▸ **EXTRACTED INFORMATION**:
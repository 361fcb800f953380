//! Pointer-driven interaction: hover state, pause flags, scoped cursor
//! requests, click handling and tooltips.

/// Hover/click wrapper with outline and link support.
pub mod clickable;
pub mod cursor;
/// Hover state machine and the shared pause flag.
pub mod hover;
/// Pointer-following tooltip wrapper.
pub mod tooltip;

use std::rc::Rc;

pub use clickable::{Clickable, Link, LinkOpener, LogLinkOpener};
pub use cursor::{CursorContext, CursorHost, CursorRequest, LogCursorHost};
pub use hover::{HoverPhase, HoverState, HoverTransition, PauseFlag};
pub use tooltip::{HoverTooltip, TooltipOverlay};

/// Host services shared by every interaction wrapper in a scene.
#[derive(Clone)]
pub struct Interaction {
    /// Cursor the wrappers request styles from.
    pub cursor: CursorContext,
    /// Opener used for link clicks.
    pub opener: Rc<dyn LinkOpener>,
}

impl Default for Interaction {
    fn default() -> Self {
        Self {
            cursor: CursorContext::default(),
            opener: Rc::new(LogLinkOpener),
        }
    }
}

impl Interaction {
    /// Services backed by the given cursor and opener.
    pub fn new(cursor: CursorContext, opener: Rc<dyn LinkOpener>) -> Self {
        Self { cursor, opener }
    }
}
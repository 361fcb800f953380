use glam::Vec2;

use super::hover::{HoverState, HoverTransition};
use crate::error::SceneError;
use crate::input::PointerEvent;
use crate::scene::component::{Component, FrameContext, Group};
use crate::scene::engine::{NodeId, SceneEngine};
use crate::scene::Transform;
use crate::util::frame_timing::FrameClock;
use crate::util::Color;

/// Screen-space offset keeping the tooltip clear of the cursor.
pub const DEFAULT_TOOLTIP_OFFSET: Vec2 = Vec2::new(16.0, 16.0);

/// A tooltip to draw this frame, in viewport pixels.
#[derive(Debug, Clone, PartialEq)]
pub struct TooltipOverlay {
    /// Text content.
    pub text: String,
    /// Left edge in pixels from the viewport's left.
    pub left: f32,
    /// Top edge in pixels from the viewport's top.
    pub top: f32,
    /// Text and border color.
    pub color: Color,
}

/// Shows a tooltip next to the pointer while its subtree is hovered.
pub struct HoverTooltip {
    group: Group,
    child: Box<dyn Component>,
    hover: HoverState,
    content: String,
    offset: Vec2,
    color: Color,
    pointer: Vec2,
}

impl HoverTooltip {
    /// Tooltip reading `content` around `child`.
    #[must_use]
    pub fn new(child: Box<dyn Component>, content: impl Into<String>) -> Self {
        Self {
            group: Group::new("tooltip", Transform::new()),
            child,
            hover: HoverState::new(),
            content: content.into(),
            offset: DEFAULT_TOOLTIP_OFFSET,
            color: Color::CYAN,
            pointer: Vec2::ZERO,
        }
    }

    /// Pixel offset from the pointer.
    #[must_use]
    pub fn with_offset(mut self, offset: Vec2) -> Self {
        self.offset = offset;
        self
    }

    /// Text and border color.
    #[must_use]
    pub fn with_color(mut self, color: Color) -> Self {
        self.color = color;
        self
    }

    /// The overlay to draw now, if hovered.
    #[must_use]
    pub fn overlay(&self) -> Option<TooltipOverlay> {
        self.hover.is_hovered().then(|| {
            let at = self.pointer + self.offset;
            TooltipOverlay {
                text: self.content.clone(),
                left: at.x,
                top: at.y,
                color: self.color,
            }
        })
    }
}

impl Component for HoverTooltip {
    fn name(&self) -> &'static str {
        "tooltip"
    }

    fn mount(
        &mut self,
        engine: &mut dyn SceneEngine,
        parent: Option<NodeId>,
    ) -> Result<(), SceneError> {
        let node = self.group.mount(engine, parent);
        self.child.mount(engine, Some(node))
    }

    fn tick(&mut self, clock: FrameClock, ctx: &mut FrameContext<'_>) {
        let child = &mut self.child;
        ctx.nested(self.group.transform.matrix(), |ctx| child.tick(clock, ctx));
    }

    fn pointer(&mut self, event: PointerEvent) {
        match event {
            PointerEvent::Enter => {
                if self.hover.enter() == HoverTransition::Entered {
                    log::debug!("tooltip {:?} shown", self.content);
                }
            }
            PointerEvent::Leave => {
                let _ = self.hover.leave();
            }
            PointerEvent::Move { x, y } => self.pointer = Vec2::new(x, y),
            PointerEvent::Click => {}
        }
        self.child.pointer(event);
    }

    fn overlays(&self, out: &mut Vec<TooltipOverlay>) {
        out.extend(self.overlay());
        self.child.overlays(out);
    }

    fn unmount(&mut self, engine: &mut dyn SceneEngine) {
        self.child.unmount(engine);
        let _ = self.hover.leave();
        self.group.unmount(engine);
    }
}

▸ **WHAT YOU NEED TO DO**:
The reply should consist solely of the lines above from the one that has "flags, scoped cursor" through the one that has "in a scene.", reproduced exactly.

▸ **SOLUTION FOR THIS PROBLEM**:
//! Pointer-driven interaction: hover state, pause flags, scoped cursor
//! requests, click handling and tooltips.

/// Hover/click wrapper with outline and link support.
pub mod clickable;
pub mod cursor;
/// Hover state machine and the shared pause flag.
pub mod hover;
/// Pointer-following tooltip wrapper.
pub mod tooltip;

use std::rc::Rc;

pub use clickable::{Clickable, Link, LinkOpener, LogLinkOpener};
pub use cursor::{CursorContext, CursorHost, CursorRequest, LogCursorHost};
pub use hover::{HoverPhase, HoverState, HoverTransition, PauseFlag};
pub use tooltip::{HoverTooltip, TooltipOverlay};

/// Host services shared by every interaction wrapper in a scene.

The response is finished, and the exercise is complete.